Recurrir a este tipo de violencias subjetivas y no criticar las violencias sistémicas es una hipocresía que forma parte de un dogma económico mucho más complejo que ha abogado durante las últimas tres décadas por la desaparición de las humanidades en las universidades. En primer lugar, nos dice este sistema, no es necesario estudiar humanidades, teoría, literatura o historia porque vivimos en la época en la que estos conocimientos no tienen una función social redituable; es decir, no generan ni producen riqueza. Hay que recordar que vivimos en la época de Sillicon Valley, del emprendedurismo, de los genios que abandonaron la escuela para innovar (Steve Jobs, Mark Zuckerbeg, Bill Gatess), de los influencers, los “líderes de opinión” que simplifican los problemas sociales con opiniones suaves que, más que críticas, le hacen un favor al régimen político (Chumel Torres, Callo de Hacha, tuiteros), de la precariedad del trabajo en favor de la “economía compartida” que abona millones a los emporios de la tecnología y crea trabajos sin prestaciones, sin seguridad social y sin plan de jubilación. La época, no hay que olvidarlo, de la privatización de todos y cada uno de los aspectos de nuestra vida, desde la salud, la privacidad (Facebook), las citas románticas (Tinder), la transportación (Uber), el ADN (Ancestry.com) y, sobre todo, de la educación pública.
Imagen: Alfredo Martirena
¿Cuál es el lugar de la teoría, que cuestiona estas ideas desde el feminismo, el marxismo o el poscolonialismo, y cuál es el papel del profesor humanista, que enseña estas ideas, en todo este entramado neoliberal? Ninguno. Porque no produce, sólo se queja. Porque no propone, sólo critica. Porque no sale a la calle, sólo lee. Porque no innova, sólo vive en el pasado fantasioso de los derechos humanos, los derechos laborales y el derecho a la educación. Por decirlo con una palabra digna del Díaz Ordaz que todo conservador lleva dentro, porque los teóricos son unos chairos letrados que necesitan “ponerse a trabajar”.

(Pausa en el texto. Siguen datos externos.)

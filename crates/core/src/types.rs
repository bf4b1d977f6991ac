pub type NodeId = usize;
pub type SeqNum = u32;
pub type MessageId = u32;

/// Frame delimiter placed at both ends of an encoded payload.
pub const FLAG_BYTE: u8 = b'$';
/// Escape byte inserted before a literal flag or escape byte.
pub const ESCAPE_BYTE: u8 = b'/';

pub const FAULT_FLAG_COUNT: usize = 4;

Esta forma de pensar fue nombrada por el filósofo Michel Foucault como “razón neoliberal” y ataca las humanidades para poder justificar dos cosas: su eliminación de la educación universitaria y la formación de individuos sin instinto crítico dispuestos a sacrificar sus derechos en favor de la economía liberada que, según los rezanderos del libre mercado, aporta la libertad, el bienestar, la armonía y los deseos de superarse. Esta razón, continúa Foucault, nos convierte en lo que llamó un homo oeconomicus, categoría contraria al tipo de individuos que definía la vida política hasta hace un par de décadas, el homo politicus; es decir, pasamos de ciudadanos con derechos civiles a emprendedores en la salvaje y basta selva del mercado. Ya no somos civiles, sino capital humano. Para “educar” a este nuevo individuo se prescinde de lo que los clásicos llamaron las “artes liberales”, las ciencias aprendidas y practicadas por los ricos, los hombres libres; o sea, los no esclavos en las sociedades griega y romana, mismas que inspiraron nuestras repúblicas occidentales. Artes liberales, como la literatura, la retórica y la historia que daban herramientas necesarias a los ciudadanos pudientes que, en última instancia, eran los que hacían la política y tomaban las decisiones del Estado, pero que con el tiempo fueron integradas en el sistema universitario.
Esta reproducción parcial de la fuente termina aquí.